It’s that time again – a new year!
And though I’m the same person I was last year, with much of the same circumstances and problems as I had last year, I seem to be incapable of abandoning hope for new things and growth in the new year that lays stretched out before me.
I’m not generally too into “befores” and “afters” and hard concrete goals, but there’s just something about a new year.
Last year, I wrote about my tendency to find my thoughts centered around a word, or a purpose, which unfolds (usually somewhat organically) into practices and goals. It took a while last year, but I waited and trusted, and that focus eventually emerged.
Well cue 2022 doing it’s own thing: on January 1, this time it – the word “flow” – simply fell into my lap.
I reached out, curious as to what it might mean, almost tentatively touching it like a kitten. Petting it, to see how it felt. Would it scratch at me, bite me? Or would it maybe feel like the perfect little gift?

And almost instantly, I realized the word “flow” was about control. About examining my need for it. About knowing myself and my beliefs, but also letting go of the need of it. And engaging in things that might help me to be flexible, and lessen my own emotional angst.
Yup, you’ve got that right.
Emotional angst and I know each other well.
Blame it on the pandemic, blame it on decreased socialization, blame it on being forced to sit with the unknowns and my own fears doing harm … but yeah, we know each other well.
One big area in my life that seem to interact with rigidness and frustration is the ongoing pandemic.
Questions ruminate in my mind. When will we end up sick? Who will I lose? Will I get someone sick? When will things be more normal? Why do people refuse to do the right thing? What has to happen to make people take this seriously? When can I stop second guessing everything?
Another area in my life where any notion of flow seems so challenging is parenting.

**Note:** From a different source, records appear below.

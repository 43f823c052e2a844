//! rfplan core
//!
//! Frequency planning for cascaded mixer chains: band arithmetic, mixing
//! products, axis domains and ticks, plus the plan state, configuration and
//! derived spectrum view consumed by the front ends.

pub mod domain;

pub use domain::*;
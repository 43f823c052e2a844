//! rfplan CLI Application

mod render;

use anyhow::Context;
use clap::{Args, Parser, Subcommand};
use rfplan_core::domain::state::DEFAULT_SWEEP_STEP;
use rfplan_core::{
    reduce, Action, ConfigManager, Language, MixerConfig, PlanState, PlannerConfig, SpectrumView,
};
use std::path::{Path, PathBuf};
use tracing::{debug, warn};
use tracing_subscriber::EnvFilter;

#[derive(Parser)]
#[command(name = "rfplan")]
#[command(about = "Frequency planner for cascaded mixer chains", long_about = None)]
struct Cli {
    /// Enable verbose logging
    #[arg(short, long, global = true)]
    verbose: bool,

    /// Configuration file (defaults to the user config directory)
    #[arg(short, long, global = true, value_name = "PATH")]
    config: Option<PathBuf>,

    /// Label language: en or zh
    #[arg(long, global = true)]
    lang: Option<Language>,

    #[command(subcommand)]
    command: Option<Commands>,
}

#[derive(Subcommand)]
enum Commands {
    /// Show the spectrum at every stage of the chain
    Show(ShowArgs),

    /// Step one stage's LO across its range and tabulate the output band
    Sweep {
        /// Stage to sweep, numbered from 1
        stage: usize,

        /// LO increment
        #[arg(long, default_value_t = DEFAULT_SWEEP_STEP)]
        step: f64,

        #[command(flatten)]
        plan: PlanArgs,
    },

    /// Print the effective configuration as TOML
    Config {
        #[command(flatten)]
        plan: PlanArgs,
    },
}

#[derive(Args, Default)]
struct ShowArgs {
    /// Emit the spectrum view as JSON instead of a chart
    #[arg(long)]
    json: bool,

    #[command(flatten)]
    plan: PlanArgs,
}

/// Overrides applied on top of the configured plan
#[derive(Args, Default)]
struct PlanArgs {
    /// Input center frequency
    #[arg(long)]
    center: Option<f64>,

    /// Input bandwidth
    #[arg(long)]
    bw: Option<f64>,

    /// Mixer stage, repeatable: bypass | fixed:<lo> | variable:<lo>[:<start>:<end>]
    #[arg(long = "stage", value_name = "SPEC")]
    stages: Vec<MixerConfig>,
}

impl PlanArgs {
    fn actions(&self) -> Vec<Action> {
        let mut actions = Vec::new();
        if let Some(center) = self.center {
            actions.push(Action::SetInputCenter(center));
        }
        if let Some(bw) = self.bw {
            actions.push(Action::SetInputBandwidth(bw));
        }
        if !self.stages.is_empty() {
            actions.push(Action::SetStages(self.stages.clone()));
        }
        actions
    }

    fn apply_to(&self, plan: &PlanState) -> PlanState {
        self.actions()
            .into_iter()
            .fold(plan.clone(), |state, action| reduce(&state, action))
    }
}

fn init_tracing(verbose: bool) {
    let default_level = if verbose { "debug" } else { "info" };
    let filter =
        EnvFilter::try_from_default_env().unwrap_or_else(|_| EnvFilter::new(default_level));

    tracing_subscriber::fmt()
        .with_env_filter(filter)
        .with_writer(std::io::stderr)
        .init();
}

async fn load_config(path: Option<&Path>) -> anyhow::Result<PlannerConfig> {
    if let Some(path) = path {
        return PlannerConfig::load_from_file(path)
            .await
            .with_context(|| format!("Failed to load configuration from {}", path.display()));
    }

    match ConfigManager::default_config_dir() {
        Ok(dir) => Ok(ConfigManager::new(dir).load().await),
        Err(e) => {
            warn!(error = %e, "Using factory default configuration");
            Ok(PlannerConfig::factory_default())
        }
    }
}

fn warn_out_of_range(plan: &PlanState) {
    for index in plan.out_of_range_stages() {
        let stage = &plan.stages[index];
        warn!(
            stage = index + 1,
            lo_freq = stage.lo_freq,
            lo_start = stage.lo_start,
            lo_end = stage.lo_end,
            "LO outside its range"
        );
    }
}

#[tokio::main]
async fn main() -> anyhow::Result<()> {
    let cli = Cli::parse();
    init_tracing(cli.verbose);

    let mut config = load_config(cli.config.as_deref()).await?;
    if let Some(lang) = cli.lang {
        config.app.language = lang;
    }
    debug!(language = %config.app.language, unit = %config.app.unit, "rfplan starting");

    match cli.command.unwrap_or_else(|| Commands::Show(ShowArgs::default())) {
        Commands::Show(args) => {
            let plan = args.plan.apply_to(&config.plan);
            warn_out_of_range(&plan);

            let view = SpectrumView::build(&plan, config.app.max_ticks);
            if args.json {
                println!("{}", serde_json::to_string_pretty(&view)?);
            } else {
                print!("{}", render::render_view(&view, &config.app));
            }
        }
        Commands::Sweep { stage, step, plan } => {
            let plan = plan.apply_to(&config.plan);
            let index = stage
                .checked_sub(1)
                .context("Stages are numbered from 1")?;
            let points = plan.sweep_lo(index, step)?;
            print!("{}", render::render_sweep(index, points, &config.app));
        }
        Commands::Config { plan } => {
            config.plan = plan.apply_to(&config.plan);
            print!("{}", config.to_toml_string()?);
        }
    }

    Ok(())
}
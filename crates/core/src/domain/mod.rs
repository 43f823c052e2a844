//! Domain entities and planning rules

pub mod axis;
pub mod band;
pub mod config;
pub mod labels;
pub mod mixer;
pub mod spectrum;
pub mod state;

// Re-export specific items to avoid ambiguous glob imports
pub use axis::{compute_domain, nice_ticks, AxisRange, DEFAULT_MAX_TICKS};
pub use band::{make_band, FrequencyBand};
pub use config::{AppConfig, ConfigError, ConfigManager, PlannerConfig};
pub use labels::{Label, Language};
pub use mixer::chain::{run_chain, ChainOutput, StageOutput};
pub use mixer::{mix, MixerConfig, MixerMode, MixingResult, ParseStageError};
pub use spectrum::{BandRole, ChartBand, LoMarker, SpectrumRow, SpectrumView};
pub use state::{reduce, Action, InputSpec, PlanError, PlanState};
//! Localized display labels
//!
//! Text lookup for front ends. Stage titles and LO markers are numbered so
//! they work for chains of any length.

use crate::domain::mixer::MixerMode;
use crate::domain::spectrum::BandRole;
use serde::{Deserialize, Serialize};
use std::fmt;
use std::str::FromStr;
use thiserror::Error;

#[derive(Debug, Clone, PartialEq, Eq, Error)]
#[error("Unsupported language: {0} (expected 'en' or 'zh')")]
pub struct ParseLanguageError(String);

#[derive(Debug, Clone, Copy, PartialEq, Eq, Hash, Default, Serialize, Deserialize)]
#[serde(rename_all = "lowercase")]
pub enum Language {
    #[default]
    En,
    Zh,
}

impl Language {
    pub fn code(self) -> &'static str {
        match self {
            Language::En => "en",
            Language::Zh => "zh",
        }
    }
}

impl fmt::Display for Language {
    fn fmt(&self, f: &mut fmt::Formatter<'_>) -> fmt::Result {
        f.write_str(self.code())
    }
}

impl FromStr for Language {
    type Err = ParseLanguageError;

    fn from_str(s: &str) -> Result<Self, Self::Err> {
        match s.trim().to_ascii_lowercase().as_str() {
            "en" | "english" => Ok(Language::En),
            "zh" | "chinese" => Ok(Language::Zh),
            _ => Err(ParseLanguageError(s.to_string())),
        }
    }
}

/// Every piece of text a front end may show. Stage numbers are one-based.
#[derive(Debug, Clone, Copy, PartialEq, Eq)]
pub enum Label {
    AppTitle,
    InputTitle,
    InputCenter,
    InputBandwidth,
    MixerTitle(usize),
    Mode,
    ModeName(MixerMode),
    LoFreq,
    Min,
    Max,
    ChartTitle,
    ChartDescription,
    /// First chart row: input and first image
    InputStage,
    /// Row showing the output of mixer `n`
    MixerOutputStage(usize),
    Legend(BandRole),
    LoMarker(usize),
}

impl Label {
    pub fn text(self, lang: Language) -> String {
        let (en, zh): (&str, &str) = match self {
            Label::AppTitle => ("RF Frequency Planner", "射频频率规划工具"),
            Label::InputTitle => ("Input Signal", "输入信号"),
            Label::InputCenter => ("Center Freq", "中心频率"),
            Label::InputBandwidth => ("Bandwidth", "带宽"),
            Label::MixerTitle(n) => {
                return pick(lang, format!("Mixer {n}"), format!("混频器 {n}"));
            }
            Label::Mode => ("Mode", "模式"),
            Label::ModeName(MixerMode::Bypass) => ("Thru", "直通"),
            Label::ModeName(MixerMode::Fixed) => ("Fix", "固定"),
            Label::ModeName(MixerMode::Variable) => ("Var", "可变"),
            Label::LoFreq => ("LO Freq", "本振频率"),
            Label::Min => ("Min", "最小"),
            Label::Max => ("Max", "最大"),
            Label::ChartTitle => ("Frequency Domain View", "频域视图"),
            Label::ChartDescription => (
                "Real-time spectrum analysis of up/down conversion.",
                "上下变频实时频谱分析。",
            ),
            Label::InputStage => ("Stage 1: Input & Image", "第1级：输入与镜像"),
            Label::MixerOutputStage(n) => {
                let row = n + 1;
                return pick(
                    lang,
                    format!("Stage {row}: Mixer {n} Output"),
                    format!("第{row}级：混频器{n}输出"),
                );
            }
            Label::Legend(BandRole::Input) => ("Input", "输入"),
            Label::Legend(BandRole::Image) => ("Image Warning", "镜像风险"),
            Label::Legend(BandRole::If) => ("Difference (IF)", "差频 (IF)"),
            Label::Legend(BandRole::Sum) => ("Sum", "和频"),
            Label::Legend(BandRole::Output) => ("Output", "输出"),
            Label::Legend(BandRole::Bypass) => ("Bypass", "直通"),
            Label::LoMarker(n) => {
                return pick(lang, format!("LO{n}"), format!("本振{n}"));
            }
        };

        pick(lang, en.to_string(), zh.to_string())
    }
}

fn pick(lang: Language, en: String, zh: String) -> String {
    match lang {
        Language::En => en,
        Language::Zh => zh,
    }
}
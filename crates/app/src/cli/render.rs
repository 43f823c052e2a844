//! Text rendering of spectrum views and LO sweeps

use rfplan_core::{
    AppConfig, AxisRange, BandRole, ChainOutput, Label, Language, SpectrumRow, SpectrumView,
};
use std::fmt::Write;

const INDENT: &str = "  ";
const MARKER: char = '|';
const LEGEND: [BandRole; 6] = [
    BandRole::Input,
    BandRole::Image,
    BandRole::If,
    BandRole::Sum,
    BandRole::Output,
    BandRole::Bypass,
];

fn glyph(role: BandRole) -> char {
    match role {
        BandRole::Input => '=',
        BandRole::Image => '~',
        BandRole::If => '#',
        BandRole::Sum => '+',
        BandRole::Output => '@',
        BandRole::Bypass => '-',
    }
}

/// Column of `value` on a chart `width` cells wide
fn column(range: &AxisRange, value: f64, width: usize) -> usize {
    let last = (width - 1) as f64;
    let col = (range.position(value) * last).round();
    if col.is_nan() {
        0
    } else {
        col.clamp(0.0, last) as usize
    }
}

/// Write `text` centred on `col` unless it would overlap earlier text.
/// Returns the first free column after the text.
fn place_text(cells: &mut [char], text: &str, col: usize, next_free: usize) -> usize {
    let chars: Vec<char> = text.chars().collect();
    if chars.len() > cells.len() {
        return next_free;
    }

    let start = col
        .saturating_sub(chars.len() / 2)
        .min(cells.len() - chars.len());
    if start < next_free {
        return next_free;
    }

    cells[start..start + chars.len()].copy_from_slice(&chars);
    start + chars.len() + 1
}

fn plot_row(row: &SpectrumRow, range: &AxisRange, width: usize) -> String {
    let mut cells = vec![' '; width];

    for item in &row.bands {
        let a = column(range, item.band.start, width);
        let b = column(range, item.band.end, width);
        // narrow bands still get one cell
        for cell in &mut cells[a.min(b)..=a.max(b)] {
            *cell = glyph(item.role);
        }
    }
    for marker in &row.markers {
        cells[column(range, marker.freq, width)] = MARKER;
    }

    cells.into_iter().collect()
}

fn marker_labels(row: &SpectrumRow, range: &AxisRange, width: usize, lang: Language) -> String {
    let mut cells = vec![' '; width];
    let mut next_free = 0;
    for marker in &row.markers {
        let col = column(range, marker.freq, width);
        next_free = place_text(&mut cells, &marker.label().text(lang), col, next_free);
    }
    cells.into_iter().collect::<String>().trim_end().to_string()
}

fn axis_line(ticks: &[f64], range: &AxisRange, width: usize) -> String {
    let mut cells = vec!['-'; width];
    for &tick in ticks {
        cells[column(range, tick, width)] = '+';
    }
    cells.into_iter().collect()
}

fn tick_labels(ticks: &[f64], range: &AxisRange, width: usize) -> String {
    let mut cells = vec![' '; width];
    let mut next_free = 0;
    for &tick in ticks {
        let col = column(range, tick, width);
        next_free = place_text(&mut cells, &tick.to_string(), col, next_free);
    }
    cells.into_iter().collect::<String>().trim_end().to_string()
}

fn render_row(out: &mut String, row: &SpectrumRow, view: &SpectrumView, app: &AppConfig) {
    let width = app.chart_width;
    let lang = app.language;

    let _ = writeln!(out, "{}", row.title().text(lang));
    let labels = marker_labels(row, &view.range, width, lang);
    if !labels.is_empty() {
        let _ = writeln!(out, "{INDENT}{labels}");
    }
    let _ = writeln!(out, "{INDENT}{}", plot_row(row, &view.range, width));
    let _ = writeln!(out, "{INDENT}{}", axis_line(&view.ticks, &view.range, width));
    let _ = writeln!(out, "{INDENT}{}", tick_labels(&view.ticks, &view.range, width));

    for item in &row.bands {
        let band = &item.band;
        let _ = writeln!(
            out,
            "{INDENT}{} {:<16} {:>10.2} - {:<10.2} {}  center {}",
            glyph(item.role),
            Label::Legend(item.role).text(lang),
            band.start,
            band.end,
            app.unit,
            band.center.round(),
        );
    }
    for marker in &row.markers {
        let _ = writeln!(
            out,
            "{INDENT}{MARKER} {:<16} {:>10.2} {}",
            marker.label().text(lang),
            marker.freq,
            app.unit,
        );
    }
    out.push('\n');
}

/// Full chart: header, one block per row, legend
pub fn render_view(view: &SpectrumView, app: &AppConfig) -> String {
    let lang = app.language;
    let mut out = String::new();

    let _ = writeln!(
        out,
        "{} :: {}",
        Label::AppTitle.text(lang),
        Label::ChartTitle.text(lang)
    );
    let _ = writeln!(out, "{}", Label::ChartDescription.text(lang));
    let _ = writeln!(
        out,
        "{INDENT}{:.2} .. {:.2} {}\n",
        view.range.min, view.range.max, app.unit
    );

    for row in &view.rows {
        render_row(&mut out, row, view, app);
    }

    let legend: Vec<String> = LEGEND
        .iter()
        .map(|&role| format!("{} {}", glyph(role), Label::Legend(role).text(lang)))
        .collect();
    let _ = writeln!(out, "{}", legend.join("   "));

    out
}

/// Table of LO against the stage output
pub fn render_sweep<I>(stage: usize, points: I, app: &AppConfig) -> String
where
    I: IntoIterator<Item = (f64, ChainOutput)>,
{
    let lang = app.language;
    let lo_header = format!("{} ({})", Label::LoMarker(stage + 1).text(lang), app.unit);
    let mut out = String::new();

    let _ = writeln!(
        out,
        "{:>12} | {:>10} | {:>10} | {:>10} | {:>12}",
        lo_header,
        Label::Min.text(lang),
        Label::Max.text(lang),
        Label::Legend(BandRole::Output).text(lang),
        Label::Legend(BandRole::Image).text(lang),
    );

    let mut rows = 0usize;
    for (lo, chain) in points {
        let output = chain.output();
        let image = chain
            .stage(stage)
            .and_then(|s| s.result.image)
            .map(|band| format!("{:.2}", band.center))
            .unwrap_or_else(|| "-".to_string());

        let _ = writeln!(
            out,
            "{:>12.2} | {:>10.2} | {:>10.2} | {:>10.2} | {:>12}",
            lo, output.start, output.end, output.center, image
        );
        rows += 1;
    }

    if rows == 0 {
        let _ = writeln!(out, "(empty LO range)");
    }
    out
}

I mean, there are times I’m relaxed and playful and just “on”, but who can always inhabit that space? Judgmental internal voices bounce around all the time, and though I try to check them, they say things like: Wow, you botched that interaction with S. Your kid hates you now. You scared them. Nice job being the “adult”, Laura. They’ll never listen to you if you’re not consistent. Get through to your kid, or he’s going to end up a criminal deviant. You’re gonna eff this up every damn day, girl.
These two spaces in my life truly feel at odds with “flow” and yet I know there’s a need to embrace what IS there because otherwise these spinning wheels of anxiety and frustration just build and build.
So what will it look like? How will it play out?
I’m not sure yet, but
- I find myself revisiting ideas about ACT (acceptance and commitment therapy), and asking “What does radical acceptance look like?” (And how do you radically accept people and/or ideas and/or behaviors that enrage you? Should that be the goal?)
- I find myself wondering about meditation. I think about getting over attached to my emotions and thoughts, and wonder what it would be like to watch them flow away from me, almost down a stream.
- I find myself thinking about the serenity prayer (“God, grant me the serenity to accept the things I cannot change; The courage to change the things I can; And the wisdom to know the difference.”)
- I find myself wondering about the physical tension I carry, the inflexibility that takes root in mind AND body.
- I think about dance and “yoga flows” and how I used to practice more, and how I’ve lost a lot of that physical balance and flexibility. (Can’t swing my leg forward in a warrior pose to save my life – ouch, my hips!)
- I think about nature and I’m curious about the natural world has to teach me.
- I wonder about how to hold on to my beliefs and convictions without needing to “make my case” to others about how they need to think like I do. (And how does this translate to parenting, and guiding my kids?)
- Practicing relaxation- without shame!
- Wait, music… Does flow have a soundtrack?!
- I think about emotions or thought patterns (disappointment, frustration, shame, etc) that get “in the way” of flow, and wonder what it might look like not to banish them, but to almost befriend them – or use them? – like an ally to flow.
So yeah, apparently there’s a lot puttering around in my brain. Writing it out may be a flow of it’s own… it helps a lot!
I’ll try to check in via this blog, as I “feel out” flow in 2022.